Quinoa is one of my favourite grains, I love its nutty flavour and it makes the base of many of my meals. Quinoa is a superfood, and is particularly special as it contains all nine amino acids, making it a complete protein. Because of its wealth of protein, it’s an incredible addition to those with a primarily plant based diet. It is also a great source of fibre, essential for maintaining a healthy digestive system, and regulating blood sugar levels. As quinoa is a low GI carbohydrate, it releases slower into the bloodstream, preventing sugar spikes, which keeps you energised and fuller for longer.

This risotto is full of sweet vegetables like roasted tomatoes, leeks and sweet potato which combines perfectly with the saltiness from the stock – creating a truly delicious texture and flavour combination. The avocado cream further boosts the vegan party in your mouth, and gives the dish a subtle lemon flavour.

I hope that you love this meal as much as I do. Let us know how you get on by hashtagging #hipandhealthy with all your awesome recreations on Instagram & twitters!
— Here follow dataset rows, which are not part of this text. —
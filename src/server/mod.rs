//! HTTP server with the live-reload push channel.
//!
//! Three endpoints: `/` serves the embedded shell, `/html` serves the
//! latest render as JSON, `/changes` upgrades to the WebSocket push
//! channel. Everything else is a 404.

mod lifecycle;
mod response;
mod upgrade;

use std::net::SocketAddr;
use std::sync::Arc;

use anyhow::Result;
use crossbeam::channel;
use tiny_http::{Method, Request, Server};
use tokio::sync::mpsc;

use crate::actor::messages::WsMsg;
use crate::cache::RenderCache;
use crate::config::ServeConfig;
use crate::{log, state};

/// Buffer for messages heading to the WebSocket actor
const CHANNEL_BUFFER: usize = 32;

/// Everything a request handler needs.
struct ServerContext {
    config: Arc<ServeConfig>,
    cache: Arc<RenderCache>,
    ws_tx: mpsc::Sender<WsMsg>,
    /// Effective port after bind retry; embedded in the page shell so
    /// the browser opens its push channel against the right listener.
    port: u16,
}

/// Bound server ready to accept requests
pub struct BoundServer {
    server: Arc<Server>,
    addr: SocketAddr,
    shutdown_rx: channel::Receiver<()>,
}

/// Bind the HTTP server without starting the request loop.
///
/// Binding first pins down the effective port; the page shell and the
/// startup log line both come from the bound address, never from the
/// requested port.
pub fn bind_server(config: &ServeConfig) -> Result<BoundServer> {
    let (server, addr) = lifecycle::bind_with_retry(config.interface, config.port)?;
    let server = Arc::new(server);

    let (shutdown_tx, shutdown_rx) = channel::unbounded::<()>();
    state::register_server(Arc::clone(&server), shutdown_tx);

    log!("serve"; "watching {}, serving at http://{}", config.display_name, addr);

    Ok(BoundServer {
        server,
        addr,
        shutdown_rx,
    })
}

impl BoundServer {
    /// Spawn the actor system and run the request loop (blocking).
    pub fn run(self, config: Arc<ServeConfig>, cache: Arc<RenderCache>) -> Result<()> {
        let (ws_tx, ws_rx) = mpsc::channel::<WsMsg>(CHANNEL_BUFFER);

        let actor_handle = lifecycle::spawn_actors(
            Arc::clone(&config),
            Arc::clone(&cache),
            ws_tx.clone(),
            ws_rx,
            self.shutdown_rx,
        );

        let ctx = Arc::new(ServerContext {
            config,
            cache,
            ws_tx,
            port: self.addr.port(),
        });

        run_request_loop(&self.server, &ctx);
        lifecycle::wait_for_shutdown(actor_handle);
        Ok(())
    }
}

fn run_request_loop(server: &Server, ctx: &Arc<ServerContext>) {
    // Small pool so a slow client cannot stall the other viewers
    let pool = rayon::ThreadPoolBuilder::new()
        .num_threads(4)
        .build()
        .expect("failed to create thread pool");

    for request in server.incoming_requests() {
        let ctx = Arc::clone(ctx);
        pool.spawn(move || {
            if let Err(e) = handle_request(request, &ctx) {
                log!("serve"; "request error: {e}");
            }
        });
    }
}

/// Handle a single HTTP request
fn handle_request(request: Request, ctx: &ServerContext) -> Result<()> {
    // Early exit if shutdown requested
    if state::is_shutdown() {
        return response::respond_unavailable(request);
    }

    if request.method() != &Method::Get {
        return response::respond_not_found(request);
    }

    match request_path(request.url()) {
        "/" => response::respond_index(request, ctx.port, &ctx.config.display_name),
        "/html" => response::respond_html(request, &ctx.cache),
        "/changes" => upgrade::respond_upgrade(request, &ctx.ws_tx),
        _ => response::respond_not_found(request),
    }
}

/// URL path without the query string.
fn request_path(url: &str) -> &str {
    url.split('?').next().unwrap_or(url)
}

#[cfg(test)]
mod tests {
    use super::*;

    #[test]
    fn request_path_strips_the_query() {
        assert_eq!(request_path("/html?cachebust=1"), "/html");
        assert_eq!(request_path("/"), "/");
        assert_eq!(request_path("/changes"), "/changes");
    }
}
//! Command-line interface definitions.

use clap::{ColorChoice, Parser};
use std::net::IpAddr;
use std::path::PathBuf;

/// mdserve live markdown preview CLI
#[derive(Parser, Debug, Clone)]
#[command(version, about, long_about = None, arg_required_else_help = true)]
pub struct Cli {
    /// Markdown file to watch and preview
    #[arg(value_hint = clap::ValueHint::FilePath)]
    pub file: PathBuf,

    /// Port number to listen on (first candidate; the next free port is
    /// used when it is taken)
    #[arg(short, long, value_parser = clap::value_parser!(u16).range(1..))]
    pub port: u16,

    /// Network interface to bind (e.g., 127.0.0.1, 0.0.0.0)
    #[arg(short, long, default_value = "127.0.0.1")]
    pub interface: IpAddr,

    /// Control colored output (auto, always, never)
    #[arg(long, default_value = "auto")]
    pub color: ColorChoice,

    /// Enable verbose output for debugging
    #[arg(short, long)]
    pub verbose: bool,
}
Quinoa Risotto with Sweet Potato, Courgette, Peas, Green Beans, Roasted Tomatoes and Avocado Cream 

1 cup quinoa
2 cups boiling water
1 cube vegetable stock
2 courgettes
handful of green beans
1 cup cherry tomatoes
2 leeks
2 sweet potato
1/2 cup green peas

Avocado cream:
1 avocado
1/4 cup coconut milk (optional)
juice of 2 lemons

Place the quinoa in a fine-mesh strainer and rinse thoroughly with cool water. Place in a saucepan. Dissolve the vegetable stock into the boiling water, and pour over the quinoa. Bring to the boil, lower the heat, cover and cook for another 15 minutes. Peel and cube the sweet potato and place on a baking tray with the tomatoes, drizzle with olive oil and roast at 200 degrees Celsius for 25 minutes (or until soft).
Meanwhile prepare all other vegetables. Then make the avocado cream by blending all ingredients until smooth, refrigerate until you need it. Sauté the leeks, green beans and peas. When soft add the cooked quinoa and the roasted vegetables. Mix well, seasoning to taste.

Serve with the avocado cream and a big green salad.

Note: you may replace the stock cube with the juice of 1-2 lemons, if you are intolerant, or prefer to do so.